On January 1, 2013, seven months after bid closing but prior to contract award (on March 13, 2013), Selex underwent a corporate reorganization, as did a number of its sister companies, all of which were owned by Finmeccanica S.p.A. (Finmeccanica). Prior to the reorganization, Finmeccanica operated its defence business operations through three Italian companies: Selex, Selex Elsag S.p.A. (Elsag) and Selex Galileo (Galileo). All three companies were wholly owned by Finmeccanica, and each had at least one wholly-owned non-Italian subsidiary. In the case of Selex, its wholly-owned subsidiary was Selex Systems Integrations Inc., a U.S. corporation.
Finmeccanica consolidated all of its defence companies to create one European entity, Selex ES S.p.A. (Selex ES). Elsag and Galileo merged into Selex ES and thereafter ceased to exist.
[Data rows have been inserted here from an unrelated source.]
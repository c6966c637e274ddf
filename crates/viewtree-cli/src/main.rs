mod commands;
mod config;
mod discover;
mod emit;
mod meta;

use anyhow::Result;
use clap::{Args, Parser, Subcommand};
use std::path::{Path, PathBuf};
use tracing_subscriber::EnvFilter;

use crate::config::{Config, OutputFormat};

#[derive(Parser)]
#[command(name = "viewtree")]
#[command(version, about = "viewtree - compile a views directory into a nested route table", long_about = None)]
struct Cli {
    /// Project directory
    #[arg(short = 'C', long, global = true, default_value = ".")]
    project: PathBuf,

    /// Config file (default: <project>/viewtree.toml)
    #[arg(short, long, global = true)]
    config: Option<PathBuf>,

    /// Enable debug logging (RUST_LOG takes precedence)
    #[arg(short, long, global = true)]
    verbose: bool,

    #[command(subcommand)]
    command: Commands,
}

#[derive(Subcommand)]
enum Commands {
    /// Generate the route table
    Build {
        #[command(flatten)]
        routes: RouteArgs,

        /// Output file, relative to the project (stdout if omitted)
        #[arg(short, long)]
        out: Option<String>,

        /// Output format
        #[arg(short, long, value_enum)]
        format: Option<OutputFormat>,

        /// Indentation width: 2 or 4
        #[arg(short, long)]
        space: Option<usize>,
    },

    /// Print the nested route tree
    Tree {
        #[command(flatten)]
        routes: RouteArgs,
    },

    /// Write a default viewtree.toml
    Init,
}

/// Overrides for the `[routes]` section
#[derive(Args)]
struct RouteArgs {
    /// View root, e.g. ./src/views
    #[arg(short, long)]
    root: Option<String>,

    /// Entry component file name, e.g. index.vue
    #[arg(short, long)]
    entry: Option<String>,
}

impl RouteArgs {
    fn apply(self, config: &mut Config) {
        if let Some(root) = self.root {
            config.routes.root_path = root;
        }
        if let Some(entry) = self.entry {
            config.routes.entry_file = entry;
        }
    }
}

fn main() -> Result<()> {
    // Parse CLI arguments
    let cli = Cli::parse();
    init_tracing(cli.verbose);

    // Execute command
    match cli.command {
        Commands::Build {
            routes,
            out,
            format,
            space,
        } => {
            let mut config = load_config(&cli.project, cli.config.as_deref())?;
            routes.apply(&mut config);
            if out.is_some() {
                config.output.write_path = out;
            }
            if let Some(format) = format {
                config.output.format = format;
            }
            if let Some(space) = space {
                config.output.space = space;
            }
            config.validate()?;
            commands::build::execute(&cli.project, &config)?;
        }
        Commands::Tree { routes } => {
            let mut config = load_config(&cli.project, cli.config.as_deref())?;
            routes.apply(&mut config);
            config.validate()?;
            commands::tree::execute(&cli.project, &config)?;
        }
        Commands::Init => {
            commands::init::execute(&cli.project)?;
        }
    }

    Ok(())
}

fn load_config(project: &Path, explicit: Option<&Path>) -> Result<Config> {
    match explicit {
        Some(path) => {
            if !path.exists() {
                anyhow::bail!("Config file {:?} not found", path);
            }
            Config::load(path)
        }
        None => Config::load_from_project(project),
    }
}

/// Logs go to stderr so `viewtree build` can pipe the table on stdout
fn init_tracing(verbose: bool) {
    let fallback = if verbose { "debug" } else { "warn" };
    let filter = EnvFilter::try_from_default_env().unwrap_or_else(|_| EnvFilter::new(fallback));

    tracing_subscriber::fmt()
        .with_env_filter(filter)
        .with_writer(std::io::stderr)
        .with_target(false)
        .init();
}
In the case of Selex, all of its assets and personnel were transferred to Selex ES, though Selex as a legal entity remained in existence with no assets or staff.
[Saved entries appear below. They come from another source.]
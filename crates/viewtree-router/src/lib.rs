//! # viewtree Router
//!
//! Compiles a flat set of directory-based view descriptors into a nested
//! route table. Every view directory carries one entry component; its
//! position in the directory tree decides where it lands in the route tree:
//!
//! - Static segments: `views/about/index.vue` → `/about`
//! - Required parameters: `views/news/[id]/index.vue` → `/news/:id`
//! - Optional parameters: `views/news/[id$]/index.vue` → `/news/:id?`
//! - Nesting: `views/news/detail/index.vue` → child `detail` of `/news`
//! - A parameter directory nests under the directory holding it:
//!   `views/news/[id]/index.vue` → child `news/:id` of `/news`
//!
//! `beforeEnter` and `redirect` found in a view's metadata are hoisted out of
//! `meta` onto the route itself.
//!
//! ## Pipeline
//!
//! ```text
//! RawDiscovery ──▶ collect_entries ──▶ IndexMap<base path, RouteEntry>
//!                                             │
//!                                             ▼
//!                 Vec<RouteNode> ◀── resolve_forest (+ locate_parent)
//! ```
//!
//! The whole build is synchronous and pure: no filesystem access happens in
//! this crate. Discovery and serialization live with the caller.
//!
//! ## Example
//!
//! ```
//! use viewtree_router::{build_routes, RawDiscovery, RouteOptions};
//!
//! let discovered = vec![
//!     RawDiscovery::new("/src/views/index.vue"),
//!     RawDiscovery::new("/src/views/news/index.vue"),
//!     RawDiscovery::new("/src/views/news/detail/index.vue"),
//! ];
//!
//! let forest = build_routes(&discovered, &RouteOptions::default()).unwrap();
//! assert_eq!(forest.len(), 2);
//! assert_eq!(forest[1].path, "/news");
//! assert_eq!(forest[1].children[0].path, "detail");
//! assert_eq!(forest[1].children[0].name, "newsDetail");
//! ```

use serde::Serialize;
use serde_json::Value;

// ============================================================================
// Module Declarations
// ============================================================================

mod error;
pub mod path;
pub mod route;

pub use error::RouteError;
pub use path::{
    nesting_chunks, normalize_root, strip_param_tokens, stripped_chunks, stripped_path, to_camel,
    to_camel_by, to_param_path, PathPrefixes, DEFAULT_ROOT,
};
pub use route::collect::collect_entries;
pub use route::locate::locate_parent;
pub use route::nest::{resolve_forest, ForestBuilder, NodeId};
pub use route::pattern::{classify_segment, Segment};

/// Metadata object attached to a view
pub type Meta = serde_json::Map<String, Value>;

/// Default entry component every view directory must contain
pub const DEFAULT_ENTRY_FILE: &str = "index.vue";

// ============================================================================
// Core Types
// ============================================================================

/// One view directory as reported by the discovery layer
#[derive(Debug, Clone, PartialEq)]
pub struct RawDiscovery {
    /// Project-relative entry file path, e.g. `/src/views/news/index.vue`
    pub file_path: String,
    /// Parsed metadata found next to the entry file, if any
    pub meta: Option<Meta>,
}

impl RawDiscovery {
    /// Discovery without metadata
    pub fn new(file_path: impl Into<String>) -> Self {
        Self {
            file_path: file_path.into(),
            meta: None,
        }
    }

    /// Attaches metadata to this discovery
    pub fn with_meta(mut self, meta: Meta) -> Self {
        self.meta = Some(meta);
        self
    }
}

/// Opaque reference to a view component
///
/// Carries the import specifier of the entry file. The router never
/// inspects it; emitters decide how it is loaded.
#[derive(Debug, Clone, PartialEq, Eq, Hash, Serialize)]
#[serde(transparent)]
pub struct ComponentRef(pub String);

impl ComponentRef {
    pub fn specifier(&self) -> &str {
        &self.0
    }
}

/// Options consumed by the collector
#[derive(Debug, Clone, PartialEq, Eq)]
pub struct RouteOptions {
    /// View root, normalized with [`normalize_root`]
    pub root_path: String,
    /// File name of the entry component inside each view directory
    pub entry_file: String,
}

impl Default for RouteOptions {
    fn default() -> Self {
        Self {
            root_path: DEFAULT_ROOT.to_string(),
            entry_file: DEFAULT_ENTRY_FILE.to_string(),
        }
    }
}

impl RouteOptions {
    pub fn with_root(mut self, root_path: impl Into<String>) -> Self {
        self.root_path = root_path.into();
        self
    }

    pub fn with_entry_file(mut self, entry_file: impl Into<String>) -> Self {
        self.entry_file = entry_file.into();
        self
    }
}

/// Flat record produced for every discovered view directory
#[derive(Debug, Clone, PartialEq)]
pub struct RouteEntry {
    /// Directory path without the entry file, e.g. `/src/views/news/[id]`
    pub base_path: String,
    /// Directory path below the view root, brackets intact, e.g. `/news/[id]`
    pub dir_path: String,
    /// Absolute route path with parameters rewritten, e.g. `/news/:id`
    pub path: String,
    /// Route name with parameter tokens removed, e.g. `news/detail/`
    pub name: String,
    /// Metadata without `beforeEnter` / `redirect`
    pub meta: Meta,
    pub component: ComponentRef,
    pub before_enter: Option<Value>,
    pub redirect: Option<Value>,
}

/// Element of the emitted route tree
#[derive(Debug, Clone, PartialEq, Serialize)]
#[serde(rename_all = "camelCase")]
pub struct RouteNode {
    /// Absolute for roots, relative to the parent for children
    pub path: String,
    pub name: String,
    pub meta: Meta,
    pub component: ComponentRef,
    #[serde(skip_serializing_if = "Option::is_none")]
    pub before_enter: Option<Value>,
    #[serde(skip_serializing_if = "Option::is_none")]
    pub redirect: Option<Value>,
    /// Nested routes in attachment order
    pub children: Vec<RouteNode>,
}

impl RouteNode {
    /// Builds a childless node from an entry, overriding path and name
    pub(crate) fn from_entry(entry: RouteEntry, path: String, name: String) -> Self {
        Self {
            path,
            name,
            meta: entry.meta,
            component: entry.component,
            before_enter: entry.before_enter,
            redirect: entry.redirect,
            children: Vec::new(),
        }
    }

    /// Finds a direct child by its relative path
    pub fn child(&self, path: &str) -> Option<&RouteNode> {
        self.children.iter().find(|child| child.path == path)
    }

    /// Total number of routes in this subtree, including self
    pub fn count(&self) -> usize {
        1 + self.children.iter().map(RouteNode::count).sum::<usize>()
    }
}

// ============================================================================
// Entry Point
// ============================================================================

/// Compiles discovered views into a route forest
///
/// Runs [`collect_entries`] and then [`resolve_forest`]. Roots keep
/// discovery order; children keep the order they were attached in.
///
/// # Errors
///
/// [`RouteError::DuplicateBasePath`] when one directory is reported twice.
/// Every other irregularity is logged and dropped.
pub fn build_routes(
    discovered: &[RawDiscovery],
    options: &RouteOptions,
) -> Result<Vec<RouteNode>, RouteError> {
    let entries = collect_entries(discovered, options)?;
    Ok(resolve_forest(entries))
}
On January 9, 2013, Selex advised PWGSC of the reorganization, arguing that since there had been the sale of the whole business complex of Selex, this was substantially the same as if Selex had merely merged with Selex ES, the only difference being that Selex remained as a legal entity with no assets or staff; but that in fact Selex ES had become the interlocutor with PWGSC and that all its assets and liabilities (including those in the bid) had been assigned to Selex ES. At the same time Selex advised PWGSC that it no longer had the ability to perform the obligations in the RFP, as all of its technical and industrial capabilities had been transferred to Selex ES.
On March 13, 2013, PWGSC awarded the contract to EADS at a cost of $75,498,650. PWGSC advised Selex that its bid had been rendered non-compliant because it had contravened the explicit prohibition in the RFP on transfer or assignment of a bid; and that in any event, Selex was no longer capable of performing the work contemplated by the RFP since it had transferred its business, including its technical and industrial capabilities, as well as the bid itself.
Selex applied for judicial review of PWGSC’s decision to declare its bid non-compliant and sought an order to terminate the contract award and award the contract to Selex, or, alternatively, to direct PWGSC to re-evaluate Selex’s bid. On March 19, 2014, the Federal Court dismissed the application.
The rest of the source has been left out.